A quick word on engineering team overlap since it’s a commonly-held misconception: driver teams tend to be split per-API, broadly speaking. That means even if you have a driver stack where a common layer underpins multiple APIs — RTG have this today with PAL, which is the common layer for our DirectX 12 and Vulkan drivers — the folks working on implementing each client API on top tend to be separate.

Those separate teams have their own schedules and external influences, and in AMD’s case often separate geographies too. So just because a feature exists in Direct3D, say, doesn’t mean it is, will be, or even has to be exposed in any other API.

Marketing

PowerVR have done outward driver marketing maybe zero times that I can remember, despite it being just as important an aspect of product development as it is at RTG. That’s because of the out-of-band updating problem and the fact that it’s up to the customer what driver is used on any given PowerVR GPU.

For RTG, and because it’s the PC and the drivers for PC platforms carry extra value over just the parts that let games interact with the hardware, the driver is outwardly marketed alongside new hardware releases, and then separately throughout the year as new and improved drivers are released on their own.

On PC, it’s an important part of getting the message out about the overall proposition for the products. It’s also a commonly missed thing in GPU product reviews, sadly, primarily because of the pressure to evaluate the basic performance and capability of the thing in question in games.

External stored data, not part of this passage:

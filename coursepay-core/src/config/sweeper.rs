use std::time::Duration;

/// Background settlement of orders whose browser never came back.
#[derive(Debug, Clone)]
pub struct SweeperConfig {
    pub enabled: bool,
    /// Pause between sweeps.
    pub interval: Duration,
    /// Only orders redirected at least this long ago are swept.
    pub min_age: Duration,
}

impl Default for SweeperConfig {
    fn default() -> Self {
        Self {
            enabled: true,
            interval: Duration::from_secs(300),
            min_age: Duration::from_secs(900),
        }
    }
}
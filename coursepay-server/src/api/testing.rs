//! In-memory application for router tests.

use crate::config::runtime::{
    AdminConfig, AuthConfig, CallbackConfig, CheckoutConfig, GatewayConfig, ServerConfig,
    SharedConfig, StaticToken, SweeperConfig,
};
use crate::server::build_router;
use crate::state::AppState;
use argon2::{
    Argon2, PasswordHasher,
    password_hash::{SaltString, rand_core::OsRng},
};
use async_trait::async_trait;
use axum::Router;
use axum::body::Body;
use axum::http::{Request, Response, header};
use coursepay_core::entities::PaymentIntent;
use coursepay_core::entities::course::Course;
use coursepay_core::gateway::{
    APPROVE_REL, CreateExternalOrder, ExternalOrder, GatewayError, GatewayLink, PaymentDetails,
    PaymentGateway, Receipt,
};
use coursepay_core::identity::{Caller, IdentityError, IdentityProvider, StaticIdentity};
use coursepay_core::payments::PaymentService;
use coursepay_core::store::MemoryStore;
use rust_decimal::Decimal;
use std::collections::HashMap;
use std::sync::{Arc, Mutex};
use std::time::Duration;
use tokio::sync::RwLock;
use uuid::Uuid;

pub const USER_TOKEN: &str = "user-token";
pub const OTHER_USER_TOKEN: &str = "other-user-token";
pub const ADMIN_SECRET: &str = "back-office";

/// Approves every order; payment details come from what was settled.
#[derive(Default)]
pub struct StubGateway {
    details: Mutex<HashMap<String, PaymentDetails>>,
}

impl StubGateway {
    /// Report the order as paid in full on the next details lookup.
    pub fn settle(&self, shop_order_id: &str, amount: Decimal) {
        self.details.lock().unwrap().insert(
            format!("ext-{shop_order_id}"),
            PaymentDetails {
                status: "success".to_owned(),
                code: Some("100".to_owned()),
                payment_id: Some(format!("pay-{shop_order_id}")),
                receipt: Receipt {
                    shop_order_id: Some(shop_order_id.to_owned()),
                    amount: Some(amount),
                    currency_code: Some("GEL".to_owned()),
                },
            },
        );
    }
}

#[async_trait]
impl PaymentGateway for StubGateway {
    async fn create_order(&self, order: CreateExternalOrder) -> Result<ExternalOrder, GatewayError> {
        Ok(ExternalOrder {
            order_id: format!("ext-{}", order.shop_order_id),
            status: "CREATED".to_owned(),
            payment_hash: Some(format!("hash-{}", order.shop_order_id)),
            links: vec![GatewayLink {
                href: format!("https://gateway.test/pay/{}", order.shop_order_id),
                rel: APPROVE_REL.to_owned(),
                method: Some("REDIRECT".to_owned()),
            }],
        })
    }

    async fn payment_details(
        &self,
        external_order_id: &str,
    ) -> Result<PaymentDetails, GatewayError> {
        self.details
            .lock()
            .unwrap()
            .get(external_order_id)
            .cloned()
            .ok_or(GatewayError::Status {
                status: 503,
                body: "unavailable".to_owned(),
            })
    }
}

/// An identity provider that is always down.
pub struct BrokenIdentity;

#[async_trait]
impl IdentityProvider for BrokenIdentity {
    async fn resolve(&self, _bearer: &str) -> Result<Option<Caller>, IdentityError> {
        Err(IdentityError::Status(500))
    }
}

pub struct TestApp {
    pub router: Router,
    pub state: AppState,
    pub store: Arc<MemoryStore>,
    pub gateway: Arc<StubGateway>,
    pub course: Course,
    pub user_id: Uuid,
    pub other_user_id: Uuid,
}

impl TestApp {
    pub async fn new() -> Self {
        Self::with_callback_token(None).await
    }

    pub async fn with_callback_token(token: Option<&str>) -> Self {
        let store = Arc::new(MemoryStore::new());
        let gateway = Arc::new(StubGateway::default());
        let course = Course {
            id: Uuid::new_v4(),
            title: "Rust for Payments".to_owned(),
            price: Some(Decimal::new(500, 0)),
        };
        store.put_course(course.clone()).await;

        let user_id = Uuid::new_v4();
        let other_user_id = Uuid::new_v4();
        let tokens = vec![
            StaticToken {
                token: USER_TOKEN.to_owned(),
                user_id,
            },
            StaticToken {
                token: OTHER_USER_TOKEN.to_owned(),
                user_id: other_user_id,
            },
        ];

        let checkout = CheckoutConfig {
            currency: "GEL".to_owned(),
            locale: "ka".to_owned(),
            intent: PaymentIntent::Capture,
            success_url: "https://courses.test/payment/success".to_owned(),
            fail_url: "https://courses.test/payment/fail".to_owned(),
            callback_url: None,
        };
        let payments = PaymentService::with_store(store.clone(), gateway.clone(), checkout.clone());
        let config = shared_config(checkout, tokens.clone(), token.map(str::to_owned));
        let state = AppState::new(payments, Arc::new(StaticIdentity::new(tokens)), config);

        Self {
            router: build_router(state.clone()),
            state,
            store,
            gateway,
            course,
            user_id,
            other_user_id,
        }
    }

    /// Same application, with a different identity provider.
    pub fn with_identity(mut self, identity: Arc<dyn IdentityProvider>) -> Self {
        self.state.identity = identity;
        self.router = build_router(self.state.clone());
        self
    }

    pub async fn send(&self, request: Request<Body>) -> Response<Body> {
        use tower::ServiceExt;
        self.router.clone().oneshot(request).await.unwrap()
    }
}

fn shared_config(
    checkout: CheckoutConfig,
    tokens: Vec<StaticToken>,
    callback_token: Option<String>,
) -> SharedConfig {
    let salt = SaltString::generate(&mut OsRng);
    let secret_hash = Argon2::default()
        .hash_password(ADMIN_SECRET.as_bytes(), &salt)
        .unwrap()
        .to_string();

    SharedConfig {
        server: Arc::new(RwLock::new(ServerConfig {
            listen: "127.0.0.1:0".parse().unwrap(),
        })),
        admin: Arc::new(RwLock::new(AdminConfig::new(secret_hash))),
        callback: Arc::new(RwLock::new(CallbackConfig {
            token: callback_token,
        })),
        gateway: Arc::new(RwLock::new(GatewayConfig {
            base_url: "https://gateway.test/api".parse().unwrap(),
            client_id: "test".to_owned(),
            client_secret: "test".to_owned(),
            token_margin: Duration::from_secs(30),
            timeout: Duration::from_secs(5),
        })),
        checkout: Arc::new(RwLock::new(checkout)),
        auth: Arc::new(RwLock::new(AuthConfig::Static(tokens))),
        sweeper: Arc::new(RwLock::new(SweeperConfig::default())),
    }
}

pub fn json_request(method: &str, uri: &str, token: Option<&str>, body: serde_json::Value) -> Request<Body> {
    let mut builder = Request::builder()
        .method(method)
        .uri(uri)
        .header(header::CONTENT_TYPE, "application/json");
    if let Some(token) = token {
        builder = builder.header(header::AUTHORIZATION, format!("Bearer {token}"));
    }
    builder.body(Body::from(body.to_string())).unwrap()
}

pub fn admin_request(method: &str, uri: &str, secret: Option<&str>) -> Request<Body> {
    let mut builder = Request::builder().method(method).uri(uri);
    if let Some(secret) = secret {
        builder = builder.header(coursepay_sdk::ADMIN_AUTH_HEADER, secret);
    }
    builder.body(Body::empty()).unwrap()
}

pub async fn body_json(response: Response<Body>) -> serde_json::Value {
    let bytes = axum::body::to_bytes(response.into_body(), 1024 * 1024)
        .await
        .unwrap();
    serde_json::from_slice(&bytes).unwrap()
}
//! Admin API handlers.
//!
//! These endpoints are called by the back office and require the
//! `Coursepay-Admin-Authorization` header with the plaintext admin secret.
//!
//! # Endpoints
//!
//! - `GET    /orders`                                 – list payment orders (paginated, filterable)
//! - `GET    /enrollments`                            – list enrollments (filterable)
//! - `DELETE /enrollments/{user_id}/{course_id}`      – revoke course access

use axum::{
    Json, Router,
    http::StatusCode,
    response::IntoResponse,
    routing::{delete, get},
};
use coursepay_core::entities::enrollment::Enrollment;
use coursepay_core::entities::payment_order::PaymentOrder;
use coursepay_core::store::StoreError;
use coursepay_sdk::objects::ErrorBody;
use coursepay_sdk::objects::admin::{AdminEnrollmentResponse, AdminOrderResponse};

use crate::state::AppState;

mod delete_enrollment;
mod list_enrollments;
mod list_orders;

/// Build the Admin API router.
pub fn router() -> Router<AppState> {
    Router::new()
        .route("/orders", get(list_orders::list_orders))
        .route("/enrollments", get(list_enrollments::list_enrollments))
        .route(
            "/enrollments/{user_id}/{course_id}",
            delete(delete_enrollment::delete_enrollment),
        )
}

// ---------------------------------------------------------------------------
// Shared error type
// ---------------------------------------------------------------------------

/// Errors that can occur in Admin API handlers.
#[derive(Debug)]
pub(crate) enum AdminApiError {
    Store(StoreError),
    NotFound,
}

impl IntoResponse for AdminApiError {
    fn into_response(self) -> axum::response::Response {
        let (status, message) = match self {
            AdminApiError::Store(e) => {
                tracing::error!(error = %e, "Admin API store error");
                (StatusCode::INTERNAL_SERVER_ERROR, "internal server error")
            }
            AdminApiError::NotFound => (StatusCode::NOT_FOUND, "resource not found"),
        };
        (
            status,
            Json(ErrorBody {
                error: message.to_owned(),
            }),
        )
            .into_response()
    }
}

// ---------------------------------------------------------------------------
// Conversion helpers
// ---------------------------------------------------------------------------

const DEFAULT_PAGE_SIZE: i64 = 50;
const MAX_PAGE_SIZE: i64 = 200;

/// Clamp admin pagination into `1..=200` rows and a non-negative offset.
pub(crate) fn clamp_pagination(limit: Option<i64>, offset: Option<i64>) -> (i64, i64) {
    let limit = limit.unwrap_or(DEFAULT_PAGE_SIZE).clamp(1, MAX_PAGE_SIZE);
    let offset = offset.unwrap_or(0).max(0);
    (limit, offset)
}

pub(crate) fn order_to_admin_response(r: &PaymentOrder) -> AdminOrderResponse {
    AdminOrderResponse {
        id: r.id,
        shop_order_id: r.shop_order_id.clone(),
        user_id: r.user_id,
        course_id: r.course_id,
        course_title: r.course_title.clone(),
        amount: r.amount,
        currency_code: r.currency_code.clone(),
        status: r.status.into(),
        status_description: r.status_description.clone(),
        external_order_id: r.external_order_id.clone(),
        external_payment_id: r.external_payment_id.clone(),
        created_at: r.created_at.unix_timestamp(),
        updated_at: r.updated_at.unix_timestamp(),
    }
}

pub(crate) fn enrollment_to_admin_response(e: &Enrollment) -> AdminEnrollmentResponse {
    AdminEnrollmentResponse {
        user_id: e.user_id,
        course_id: e.course_id,
        payment_status: e.payment_status.into(),
        price_paid: e.price_paid,
        payment_order_id: e.payment_order_id,
        external_order_id: e.external_order_id.clone(),
        paid_at: e.paid_at.map(|t| t.unix_timestamp()),
        updated_at: e.updated_at.unix_timestamp(),
    }
}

So the marketing team has to work hard to shine a light on the good things the driver is capable of, especially if it’s interesting and holds a lot of potential benefit to the end-user in some way, but where a traditional product review might not take a look at it.

Conclusion

I want to wrap up by highlighting a few key points and summarising what’s above. Firstly, there’s the huge amount of moving parts at the business level. Just to get a driver out of the door takes software engineering, product management, regular management, executives, ISVs, customers, QA, ISV lab work. All need to be coordinated (hopefully!) to get something new for you to run.

That all runs to a complex schedule that’s completely intertwined with the hardware’s. Certain kinds of drivers need to be available at different points in that schedule. The number of individual executed builds before any public release on new hardware is massive.

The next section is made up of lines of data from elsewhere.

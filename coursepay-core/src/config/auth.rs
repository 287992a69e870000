//! Identity provider configuration.

use url::Url;
use uuid::Uuid;

/// Where bearer tokens are resolved to users.
#[derive(Debug, Clone)]
pub enum AuthConfig {
    /// Ask the hosted auth platform (`GET {base_url}/auth/v1/user`).
    Hosted { base_url: Url, api_key: String },
    /// A fixed token table, for local development.
    Static(Vec<StaticToken>),
}

#[derive(Debug, Clone, PartialEq, Eq)]
pub struct StaticToken {
    pub token: String,
    pub user_id: Uuid,
}
//! JSON shapes of the gateway's REST API.

use super::{CreateExternalOrder, ExternalOrder, GatewayError, GatewayLink, PaymentDetails, Receipt};
use crate::entities::PaymentIntent;
use rust_decimal::Decimal;
use serde::{Deserialize, Serialize};
use std::str::FromStr;

#[derive(Debug, Deserialize)]
pub(super) struct TokenResponse {
    pub access_token: String,
    #[serde(default = "default_expires_in")]
    pub expires_in: u64,
}

fn default_expires_in() -> u64 {
    300
}

#[derive(Debug, Serialize)]
pub(super) struct CreateOrderBody {
    intent: &'static str,
    capture_method: &'static str,
    shop_order_id: String,
    locale: String,
    show_shop_order_id_on_extract: bool,
    redirect_urls: RedirectUrls,
    #[serde(skip_serializing_if = "Option::is_none")]
    callback_url: Option<String>,
    items: Vec<Item>,
    purchase_units: Vec<PurchaseUnit>,
    #[serde(skip_serializing_if = "Option::is_none")]
    payment_method: Option<Vec<String>>,
    #[serde(skip_serializing_if = "Option::is_none")]
    installment: Option<Installment>,
}

#[derive(Debug, Serialize)]
struct RedirectUrls {
    success: String,
    fail: String,
}

#[derive(Debug, Serialize)]
struct Item {
    product_id: String,
    description: String,
    quantity: String,
    amount: String,
}

#[derive(Debug, Serialize)]
struct PurchaseUnit {
    amount: Amount,
    industry_type: &'static str,
}

#[derive(Debug, Serialize)]
struct Amount {
    currency_code: String,
    value: String,
}

#[derive(Debug, Serialize)]
struct Installment {
    month: u32,
}

impl From<CreateExternalOrder> for CreateOrderBody {
    fn from(order: CreateExternalOrder) -> Self {
        let value = format!("{:.2}", order.amount);
        let capture_method = match order.intent {
            PaymentIntent::Capture => "AUTOMATIC",
            PaymentIntent::Authorize => "MANUAL",
        };
        Self {
            intent: order.intent.as_gateway_str(),
            capture_method,
            shop_order_id: order.shop_order_id,
            locale: order.locale,
            show_shop_order_id_on_extract: true,
            redirect_urls: RedirectUrls {
                success: order.success_url,
                fail: order.fail_url,
            },
            callback_url: order.callback_url,
            items: vec![Item {
                product_id: order.course_id.to_string(),
                description: order.course_title,
                quantity: "1".to_owned(),
                amount: value.clone(),
            }],
            purchase_units: vec![PurchaseUnit {
                amount: Amount {
                    currency_code: order.currency_code,
                    value,
                },
                industry_type: "ECOMMERCE",
            }],
            payment_method: order.payment_method.map(|method| vec![method]),
            installment: order.installment_months.map(|month| Installment { month }),
        }
    }
}

#[derive(Debug, Deserialize)]
pub(super) struct CreateOrderResponse {
    order_id: String,
    #[serde(default)]
    status: String,
    #[serde(default)]
    payment_hash: Option<String>,
    #[serde(default)]
    links: Vec<Link>,
}

#[derive(Debug, Deserialize)]
struct Link {
    href: String,
    rel: String,
    #[serde(default)]
    method: Option<String>,
}

impl From<CreateOrderResponse> for ExternalOrder {
    fn from(resp: CreateOrderResponse) -> Self {
        Self {
            order_id: resp.order_id,
            status: resp.status,
            payment_hash: resp.payment_hash.filter(|h| !h.is_empty()),
            links: resp
                .links
                .into_iter()
                .map(|link| GatewayLink {
                    href: link.href,
                    rel: link.rel,
                    method: link.method,
                })
                .collect(),
        }
    }
}

#[derive(Debug, Deserialize)]
pub(super) struct PaymentDetailsResponse {
    status: String,
    #[serde(default, alias = "status_code")]
    code: Option<serde_json::Value>,
    #[serde(default, alias = "ipay_payment_id")]
    payment_id: Option<String>,
    #[serde(default)]
    shop_order_id: Option<String>,
    #[serde(default)]
    purchase_units: Option<SettledUnits>,
}

#[derive(Debug, Deserialize)]
struct SettledUnits {
    #[serde(default)]
    transfer_amount: Option<serde_json::Value>,
    #[serde(default)]
    currency_code: Option<String>,
}

impl TryFrom<PaymentDetailsResponse> for PaymentDetails {
    type Error = GatewayError;

    fn try_from(resp: PaymentDetailsResponse) -> Result<Self, Self::Error> {
        let (amount, currency_code) = match resp.purchase_units {
            Some(units) => (
                units.transfer_amount.as_ref().map(decimal_from_json).transpose()?,
                units.currency_code,
            ),
            None => (None, None),
        };
        Ok(Self {
            status: resp.status,
            code: resp.code.as_ref().and_then(scalar_to_string),
            payment_id: resp.payment_id,
            receipt: Receipt {
                shop_order_id: resp.shop_order_id,
                amount,
                currency_code,
            },
        })
    }
}

/// Amounts arrive as JSON strings or numbers depending on the endpoint.
fn decimal_from_json(value: &serde_json::Value) -> Result<Decimal, GatewayError> {
    let text = scalar_to_string(value)
        .ok_or_else(|| GatewayError::InvalidResponse(format!("amount is not a scalar: {value}")))?;
    Decimal::from_str(&text)
        .map_err(|e| GatewayError::InvalidResponse(format!("invalid amount {text:?}: {e}")))
}

fn scalar_to_string(value: &serde_json::Value) -> Option<String> {
    match value {
        serde_json::Value::String(s) => Some(s.clone()),
        serde_json::Value::Number(n) => Some(n.to_string()),
        _ => None,
    }
}

#[cfg(test)]
mod tests {
    use super::*;
    use uuid::Uuid;

    #[test]
    fn test_create_body_carries_fixed_amount_and_urls() {
        let body = CreateOrderBody::from(CreateExternalOrder {
            shop_order_id: "crs-abc-1".to_owned(),
            amount: Decimal::new(500, 0),
            currency_code: "GEL".to_owned(),
            course_id: Uuid::nil(),
            course_title: "Course".to_owned(),
            locale: "ka".to_owned(),
            intent: PaymentIntent::Capture,
            success_url: "https://shop.test/ok".to_owned(),
            fail_url: "https://shop.test/fail".to_owned(),
            callback_url: Some("https://api.test/cb".to_owned()),
            payment_method: None,
            installment_months: Some(6),
        });
        let json = serde_json::to_value(&body).unwrap();
        assert_eq!(json["intent"], "CAPTURE");
        assert_eq!(json["purchase_units"][0]["amount"]["value"], "500.00");
        assert_eq!(json["purchase_units"][0]["amount"]["currency_code"], "GEL");
        assert_eq!(json["redirect_urls"]["fail"], "https://shop.test/fail");
        assert_eq!(json["installment"]["month"], 6);
        assert!(json.get("payment_method").is_none());
    }

    #[test]
    fn test_details_accept_numeric_amount_and_code() {
        let resp: PaymentDetailsResponse = serde_json::from_str(
            r#"{
                "status": "completed",
                "status_code": 100,
                "shop_order_id": "crs-abc-1",
                "purchase_units": {"transfer_amount": 500.0, "currency_code": "GEL"}
            }"#,
        )
        .unwrap();
        let details = PaymentDetails::try_from(resp).unwrap();
        assert_eq!(details.code.as_deref(), Some("100"));
        assert_eq!(details.receipt.amount, Some(Decimal::new(500, 0)));
        assert_eq!(details.receipt.currency_code.as_deref(), Some("GEL"));
    }

    #[test]
    fn test_details_reject_garbage_amount() {
        let resp: PaymentDetailsResponse = serde_json::from_str(
            r#"{"status": "completed", "purchase_units": {"transfer_amount": "five hundred"}}"#,
        )
        .unwrap();
        assert!(PaymentDetails::try_from(resp).is_err());
    }
}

As for what can go into a GPU driver outside of the must-ship feature list, that’s probably the hardest thing that gets worked on outside of the actual software engineering of the code itself. Modern APIs map quite well to how GPUs actually work, but still leave a good amount of potential performance and efficiency on the table.

Working out the best way, and the best order, to expose all of that is tough and takes a lot of time. The must-ship baseline feature set always has its own bugs or necessary improvements which often takes priority over any new stuff. Then there’s stuff that can’t be exposed for whatever reason, or that doesn’t make sense to for its own myriad reasons. Maybe the timing isn’t right. Maybe the demand for the feature is minimal.

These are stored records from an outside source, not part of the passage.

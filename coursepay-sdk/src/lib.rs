#![deny(clippy::unwrap_used)]
#![deny(clippy::expect_used)]
#![forbid(unsafe_code)]
#![cfg_attr(test, allow(clippy::unwrap_used, clippy::expect_used))]

//! Wire contracts shared by the coursepay server, its frontend and the
//! payment gateways that call back into it.

#[cfg(feature = "client")]
pub mod client;
pub mod objects;

/// Header carrying the plaintext admin secret for the admin API.
pub const ADMIN_AUTH_HEADER: &str = "Coursepay-Admin-Authorization";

In GPU land, once you ship a combined hardware and software solution that’s capable of thing X, X needs to stay there effectively for all eternity and ideally spread across the stack. It’s not quite that bad in practice and things can be removed, but that’s a huge pain point and why (mostly) throwing it all out to start again with Mantle, Vulkan, Metal and Direct3D 12 has been so cathartic for the graphics industry.

As a wise man once said, “the history of graphics pipeline evolution is littered with things that seemed a good idea to someone that turn out to be terrible ideas, not used very much, and/or a burden on everyone forever since it’s almost impossible to deprecate anything. We stick things in too easily.”

He’s absolutely right. Labouring drivers for those new APIs with the feature-led baggage of old is something we need to be wary of.